Data listing -
//! Native functions installed into every sandbox.
//!
//! - `runTask(name, options)` asks the peer to run a task
//! - `exit(value)` hands the script's result back to the peer
//! - one global per granted capability
//!
//! `runTask` and `exit` never throw into the script. What they produce is
//! queued on the context's [`Outbox`] and written to the record store once
//! the current evaluation returns, in call order.

use std::cell::RefCell;
use std::rc::Rc;
use std::sync::Arc;

use boa_engine::{
    Context, JsArgs, JsNativeError, JsString, NativeFunction,
    object::FunctionObjectBuilder,
    property::Attribute,
    value::JsValue,
};
use boa_gc::{Finalize, Trace, empty_trace};
use serde_json::{Map, Value};

use sandcell_common::protocol::error::{Result, SandcellError};
use sandcell_common::{ErrorReport, StackPolicy, TaskRequest};

use crate::runtime::capabilities::CapabilityFn;
use crate::runtime::conversions::{error_report, json_to_js_value, js_value_to_json};

/// Something a script asked the host to deliver to the peer.
#[derive(Debug, Clone, PartialEq)]
pub enum Emission {
    /// `runTask(name, options)`
    Task(TaskRequest),
    /// `exit(value)`
    Exit(Value),
    /// A `runTask` or `exit` call whose value could not be serialized.
    Failed {
        report: ErrorReport,
        policy: StackPolicy,
    },
}

pub(crate) type Outbox = Rc<RefCell<Vec<Emission>>>;

pub(crate) const RESERVED_GLOBALS: [&str; 3] = ["runTask", "exit", "exports"];

#[derive(Finalize)]
struct OutboxCapture {
    outbox: Outbox,
}

// SAFETY: the capture holds no garbage-collected values.
unsafe impl Trace for OutboxCapture {
    empty_trace!();
}

#[derive(Finalize)]
struct CapabilityCapture {
    name: String,
    function: Arc<CapabilityFn>,
}

// SAFETY: the capture holds no garbage-collected values.
unsafe impl Trace for CapabilityCapture {
    empty_trace!();
}

/// Installs `runTask` and `exit`.
pub(crate) fn install_builtins(ctx: &mut Context, outbox: &Outbox) -> Result<()> {
    // SAFETY: OutboxCapture traces nothing and the closure captures nothing.
    let run_task = unsafe {
        NativeFunction::from_closure_with_captures(
            |_this, args, captures: &OutboxCapture, ctx| {
                let name = match args.get_or_undefined(0).to_string(ctx) {
                    Ok(name) => name.to_std_string_escaped(),
                    Err(e) => {
                        captures.outbox.borrow_mut().push(Emission::Failed {
                            report: error_report(&e, ctx),
                            policy: StackPolicy::Preserve,
                        });
                        return Ok(JsValue::undefined());
                    }
                };
                let options = args.get_or_undefined(1);

                let emission = if options.to_boolean() {
                    match js_value_to_json(options, ctx) {
                        Ok(options) => Emission::Task(TaskRequest { task: name, options }),
                        Err(e) => Emission::Failed {
                            report: e.report(),
                            policy: StackPolicy::Preserve,
                        },
                    }
                } else {
                    Emission::Task(TaskRequest {
                        task: name,
                        options: Value::Object(Map::new()),
                    })
                };
                captures.outbox.borrow_mut().push(emission);
                Ok(JsValue::undefined())
            },
            OutboxCapture {
                outbox: Rc::clone(outbox),
            },
        )
    };
    register_function(ctx, "runTask", 2, run_task)?;

    // SAFETY: as above.
    let exit = unsafe {
        NativeFunction::from_closure_with_captures(
            |_this, args, captures: &OutboxCapture, ctx| {
                let emission = match js_value_to_json(args.get_or_undefined(0), ctx) {
                    Ok(value) => Emission::Exit(value),
                    Err(e) => Emission::Failed {
                        report: e.report(),
                        policy: StackPolicy::Redact,
                    },
                };
                captures.outbox.borrow_mut().push(emission);
                Ok(JsValue::undefined())
            },
            OutboxCapture {
                outbox: Rc::clone(outbox),
            },
        )
    };
    register_function(ctx, "exit", 1, exit)
}

/// Exposes a capability as a global function named `name`.
pub(crate) fn grant_capability(
    ctx: &mut Context,
    name: &str,
    function: Arc<CapabilityFn>,
) -> Result<()> {
    // SAFETY: CapabilityCapture traces nothing and the closure captures nothing.
    let native = unsafe {
        NativeFunction::from_closure_with_captures(
            |_this, args, captures: &CapabilityCapture, ctx| {
                let mut json_args = Vec::with_capacity(args.len());
                for arg in args {
                    let value = js_value_to_json(arg, ctx).map_err(|e| {
                        JsNativeError::typ().with_message(format!(
                            "{}: argument cannot be passed to the host: {e}",
                            captures.name
                        ))
                    })?;
                    json_args.push(value);
                }

                let result = (captures.function)(&json_args).map_err(|message| {
                    JsNativeError::error().with_message(format!("{}: {message}", captures.name))
                })?;

                json_to_js_value(&result, ctx).map_err(|e| {
                    JsNativeError::typ()
                        .with_message(format!("{}: invalid result: {e}", captures.name))
                        .into()
                })
            },
            CapabilityCapture {
                name: name.to_string(),
                function,
            },
        )
    };
    register_function(ctx, name, 0, native)
}

fn register_function(
    ctx: &mut Context,
    name: &str,
    length: usize,
    function: NativeFunction,
) -> Result<()> {
    let function = FunctionObjectBuilder::new(ctx.realm(), function)
        .name(JsString::from(name))
        .length(length)
        .constructor(false)
        .build();
    ctx.register_global_property(JsString::from(name), function, Attribute::all())
        .map_err(|e| {
            SandcellError::Build(ErrorReport::from_message(format!(
                "failed to install '{name}': {e}"
            )))
        })
}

Assignment - Which lines in the listing hold the word "JsValue"? Copy them out.

Task response -
    value::JsValue,
                        return Ok(JsValue::undefined());
                Ok(JsValue::undefined())
                Ok(JsValue::undefined())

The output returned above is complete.